At Repression’s Ground Zero / Lilianne Ruiz
Posted on April 23, 2014

The first time I set foot in that scary place called Villa Marista,
similar to Lubyanka Prison in the now fortunately disappeared Soviet
Union, it was by my own will. I accompanied Manuel Cuesta Morúa to see
Investigator Yurisan Almenares, in charge of Case No. 5, 2014, against
Cuesta Morúa, after he was arbitrarily arrested on 26 January of this
year to keep him from participating as an organizer of the 2nd
Alternative Forum to the CELAC (Community of Latin American and
Caribbean States) Forum, held in Havana.

His detention ended 4 days later with the notification of a
precautionary measure that was never delivered, but that obliged him to
go to a Police Station every Tuesday and sign the document, for the
supposed crime of Diffusion of False News Against International Peace.

But the precautionary measure was only shown to the eyes of the person
it concerned once: on 30 January when he was released. In practice,
Cuesta Morua was signing an unofficial paper. Imprecision characterized
the situation from the beginning. The reasons for the arrest and the
case they sought to bring against him had no direct relationship, which
shows that the old school mafia of the Castro regime still rules in
Cuba: studying the penal code in order to destroy their adversaries,
manipulating the law until the punishment proves your guilt.

In Villa Marista I wanted to see the face of someone working there
inflicting pain on other human beings. Punishing them, not for violating
universal law, which could not exceed the measure of punishment, but for
not expressing loyalty to the Castro regime.

For some reason I connected with the mother of Pedro Luis Boitel, who I
saw in a documentary titled “No One Listens.” She said that her son,
having been persecuted in the Batista era, always found a door to knock
on, an opportunity to save himself from death. But in the times of Fidel
Castro is wasn’t like that, and Boitel died after a hunger strike,
imprisoned in the cruelest and most degrading conditions, in La Cabaña
Prison.

Those were the times when the International Left granted the Cuban
government impunity so that it could improvise a vast record of human
rights violations. And Cuban society, terrorized, also looked the other
way: escaping to the United States, while “going crazy” to step foot on
the land of liberty. It’s not very different today.

Villa Marista is a closed facility. It can’t be visited by an inspector
from the Human Rights Council, nor from representatives of civil society
organizations–dissident and persecuted–to ensure that they are not
practicing any kind of torture against the prisoners and are respecting
all their rights. The government has signed some protocols and declares
itself against torture, but we don’t believe in the government and those
who have passed through Villa Marista’s cells bear witness that they do
torture them there to the point of madness in order to destroy the
internal dissidence.

And if someone accuses me of not having evidence, I tell them that’s the
point, that it is precisely for this that the Cuban government opens its
jails to the press, not controlled by them, and to the international
inspectors and Independent Civil Society, because what the Castros
present is fabricated by the regime itself.

Not only the dissidents are tortured. Nor do we know if it’s only with
“soft torture” which is still torture. Also there are workers who make a
mistake and are accused of sabotage, without being able to demand their
inalienable rights or defend themselves against such accusations.

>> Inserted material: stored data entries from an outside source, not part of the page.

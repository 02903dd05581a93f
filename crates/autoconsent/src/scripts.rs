//! Fixed catalog of page scripts addressable from `eval` actions, plus the style
//! injection used by `hide`.
//!
//! Rules can only name a script; they never carry script source. The keys and bodies
//! belong to pagescout: each entry performs its action and returns nothing. Upstream
//! autoconsent `EVAL_*` keys are boolean checks with different bodies and are not
//! recognised here.

/// Catalog entries are function bodies; see [`wrap`].
const EVAL_SNIPPETS: &[(&str, &str)] = &[
    (
        "ONETRUST_REJECT_ALL",
        "if (window.OneTrust && typeof window.OneTrust.RejectAll === 'function') { window.OneTrust.RejectAll(); }",
    ),
    (
        "COOKIEBOT_DECLINE",
        "if (window.Cookiebot && typeof window.Cookiebot.decline === 'function') { window.Cookiebot.decline(); }",
    ),
    (
        "COOKIEBOT_HIDE",
        "if (window.Cookiebot && typeof window.Cookiebot.hide === 'function') { window.Cookiebot.hide(); }",
    ),
    (
        "USERCENTRICS_DENY_ALL",
        "if (window.UC_UI && typeof window.UC_UI.denyAllConsents === 'function') { window.UC_UI.denyAllConsents(); }",
    ),
    (
        "DIDOMI_DISAGREE_ALL",
        "if (window.Didomi && typeof window.Didomi.setUserDisagreeToAll === 'function') { window.Didomi.setUserDisagreeToAll(); }",
    ),
    (
        "KLARO_DECLINE_ALL",
        "if (window.klaro && typeof window.klaro.getManager === 'function') { const m = window.klaro.getManager(); m.changeAll(false); m.saveAndApplyConsents(); }",
    ),
    (
        "TCF_REJECT_ALL",
        "if (typeof window.__tcfapi === 'function') { window.__tcfapi('rejectAll', 2, () => {}); }",
    ),
    (
        "SCROLL_UNLOCK",
        "for (const el of [document.documentElement, document.body]) { if (el) { el.style.setProperty('overflow', 'auto', 'important'); el.style.removeProperty('position'); } }",
    ),
];

pub fn lookup(key: &str) -> Option<&'static str> {
    EVAL_SNIPPETS
        .iter()
        .find(|(name, _)| *name == key)
        .map(|(_, body)| *body)
}

pub fn keys() -> impl Iterator<Item = &'static str> {
    EVAL_SNIPPETS.iter().map(|(name, _)| *name)
}

/// Turn a function body into an immediately invoked expression.
pub fn wrap(body: &str) -> String {
    format!("(()=>{{{}}})()", body)
}

/// Script that appends a style sheet hiding everything matched by `selector`.
///
/// `method` is `display` (the default) or `opacity`; the latter keeps layout intact.
pub fn hide_script(selector: &str, method: Option<&str>) -> String {
    let declarations = match method {
        Some("opacity") => "opacity: 0 !important; z-index: -1 !important; pointer-events: none !important;",
        _ => "display: none !important;",
    };
    let css = format!("{} {{ {} }}", selector, declarations);
    let css_literal = serde_json::to_string(&css).unwrap_or_else(|_| "\"\"".to_string());
    wrap(&format!(
        "const style = document.createElement('style'); \
         style.setAttribute('data-pagescout-hide', ''); \
         style.textContent = {}; \
         (document.head || document.documentElement).appendChild(style);",
        css_literal
    ))
}

#[cfg(test)]
mod tests {
    use super::*;

    #[test]
    fn test_lookup_known_and_unknown() {
        assert!(lookup("ONETRUST_REJECT_ALL").unwrap().contains("RejectAll"));
        assert!(lookup("EVAL_DOES_NOT_EXIST").is_none());
        assert!(keys().all(|k| !k.starts_with("EVAL_")));
        assert!(lookup("EVAL_ONETRUST_1").is_none());
        assert!(keys().any(|k| k == "KLARO_DECLINE_ALL"));
    }

    #[test]
    fn test_wrap() {
        assert_eq!(wrap("return 1;"), "(()=>{return 1;})()");
    }

    #[test]
    fn test_hide_script_escapes_selector() {
        let script = hide_script(r#"div[data-x="a"]"#, None);
        assert!(script.contains(r#"div[data-x=\"a\"] { display: none !important; }"#));

        let script = hide_script("#cmp", Some("opacity"));
        assert!(script.contains("opacity: 0 !important"));
        assert!(!script.contains("display: none"));
    }
}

It made me want to open doors, to be very strong and kick them all down.
To find a legal resource for the Cuban people to investigate–and the
right to presumption of innocence–all those who work there. Even the
cooks, responsible for having served cabbage with pieces of cockroach to
a friend’s relative, a simple worker, who was kept there for long
unforgettable days, who was interrogated like in the inquisition to
extract a false confession from him. They didn’t even let him sleep.

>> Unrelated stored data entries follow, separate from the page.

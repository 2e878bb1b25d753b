// This Source Code Form is subject to the terms of the Mozilla Public
// License, v. 2.0. If a copy of the MPL was not distributed with this
// file, You can obtain one at https://mozilla.org/MPL/2.0/
//
// Copyright 2025 Oxide Computer Company

//! Code shared across the workspace.

pub mod logging;
pub mod network;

But I have gone only into the reception area: polished floors, plastic
flowers, kitsch expression to hide the sordidness of the jailers
instructed by the Interior Ministry; the misery reaching into the bones
of the prisoners down those shiny floors. Villa Marista is one thing
outside and another inside, as the common refrain says.

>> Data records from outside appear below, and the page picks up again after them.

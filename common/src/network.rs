// This Source Code Form is subject to the terms of the Mozilla Public
// License, v. 2.0. If a copy of the MPL was not distributed with this
// file, You can obtain one at https://mozilla.org/MPL/2.0/
//
// Copyright 2025 Oxide Computer Company

use std::fmt;
use std::str::FromStr;

use serde::Deserialize;
use serde::Serialize;
use thiserror::Error;

use rand::prelude::*;

/// An EUI-48 MAC address, used for layer-2 addressing.
#[derive(Copy, Deserialize, Serialize, Clone, Eq, PartialEq)]
pub struct MacAddr {
    a: [u8; 6],
}

impl From<[u8; 6]> for MacAddr {
    fn from(a: [u8; 6]) -> Self {
        Self { a }
    }
}

impl MacAddr {
    /// The all-ones broadcast address.
    pub const BROADCAST: Self = MacAddr {
        a: [0xff, 0xff, 0xff, 0xff, 0xff, 0xff],
    };

    /// Create a new MAC address from octets in network byte order.
    pub fn new(o0: u8, o1: u8, o2: u8, o3: u8, o4: u8, o5: u8) -> MacAddr {
        MacAddr {
            a: [o0, o1, o2, o3, o4, o5],
        }
    }

    /// Create a new MAC address from a slice of bytes in network byte order.
    ///
    /// # Panics
    ///
    /// Panics if the slice is fewer than 6 octets.
    ///
    /// Note that any further octets are ignored.
    pub fn from_slice(s: &[u8]) -> MacAddr {
        MacAddr::new(s[0], s[1], s[2], s[3], s[4], s[5])
    }

    /// Generate a random MAC address.
    pub fn random() -> MacAddr {
        let mut rng = rand::thread_rng();
        let mut m = MacAddr { a: [0; 6] };
        for octet in m.a.iter_mut() {
            *octet = rng.gen();
        }
        m
    }
}

#[derive(Error, Debug, Clone)]
pub enum MacError {
    /// Too few octets to be a valid MAC address
    #[error("Too few octets")]
    TooShort,
    /// Too many octets to be a valid MAC address
    #[error("Too many octets")]
    TooLong,
    /// Found an octet with a non-hexadecimal character or invalid separator
    #[error("Invalid octect")]
    InvalidOctet,
}

impl FromStr for MacAddr {
    type Err = MacError;

    fn from_str(s: &str) -> Result<Self, MacError> {
        let v: Vec<&str> = s.split(':').collect();

        match v.len().cmp(&6) {
            std::cmp::Ordering::Less => Err(MacError::TooShort),
            std::cmp::Ordering::Greater => Err(MacError::TooLong),
            std::cmp::Ordering::Equal => {
                let mut m = MacAddr { a: [0u8; 6] };
                for (i, octet) in v.iter().enumerate() {
                    m.a[i] = u8::from_str_radix(octet, 16)
                        .map_err(|_| MacError::InvalidOctet)?;
                }
                Ok(m)
            }
        }
    }
}

impl fmt::Display for MacAddr {
    fn fmt(&self, f: &mut fmt::Formatter) -> fmt::Result {
        write!(
            f,
            "{:02x}:{:02x}:{:02x}:{:02x}:{:02x}:{:02x}",
            self.a[0], self.a[1], self.a[2], self.a[3], self.a[4], self.a[5]
        )
    }
}

impl fmt::Debug for MacAddr {
    fn fmt(&self, f: &mut fmt::Formatter) -> fmt::Result {
        write!(
            f,
            "{:02x}:{:02x}:{:02x}:{:02x}:{:02x}:{:02x}",
            self.a[0], self.a[1], self.a[2], self.a[3], self.a[4], self.a[5]
        )
    }
}

impl From<MacAddr> for [u8; 6] {
    fn from(mac: MacAddr) -> [u8; 6] {
        mac.a
    }
}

Investigator Yurisan Almenares didn’t show his face. Perhaps he wasn’t
ready for the persecuted to find him. He had no answers because those
guys can’t improvise. They have to consult their superiors, not the law
or their own conscience.

A smiling captain took us into a little room and explained, almost
embarrassed, that the Investigator wasn’t there and she would make a
note of what Manuel was demanding. So I watched as she carefully traced
the words he was pronouncing.

We wanted to get notification of the dismissal of the case. There was no
precautionary measure; ergo there should be no case pending. This not to
say that the presumed case was unsustainable without the precautionary
measure. Living in Cuba it’s impossible to escape the reality of power,
however absurd and Kafkaesque it may be, like kicking the locked cell
doors of Villa Marista.

Remember, the crime has a name as bizarre as Diffusion of False News
Against International Peace. And the supposed false news deals with the
issue of racism in Cuba, where the government teaches discrimination for
political reasons in the schools, and talks about the issue of racial
rights, not inborn rights, but as a concession emanating from the State
dictatorship; and administered so that it can later be used for
revolutionary propaganda.

But racism is still here, rooted in society like a database error that
manifests itself in daily phenomena that shock the whole world. Growing,
along with other forms of discrimination and masked under the cynical
grin of power.

Manuel Cuesta Morua knows this because he has dedicated his life to
record this phenomenon in Cuba, historically and in the present. Thus,
he has written about it on countless occasions and takes responsibility
for every one of his words.

We went there without getting answers. My mind filled with the memory of
these people I don’t know who are imprisoned there, half forgotten by
the whole world, their own attorneys in a panic.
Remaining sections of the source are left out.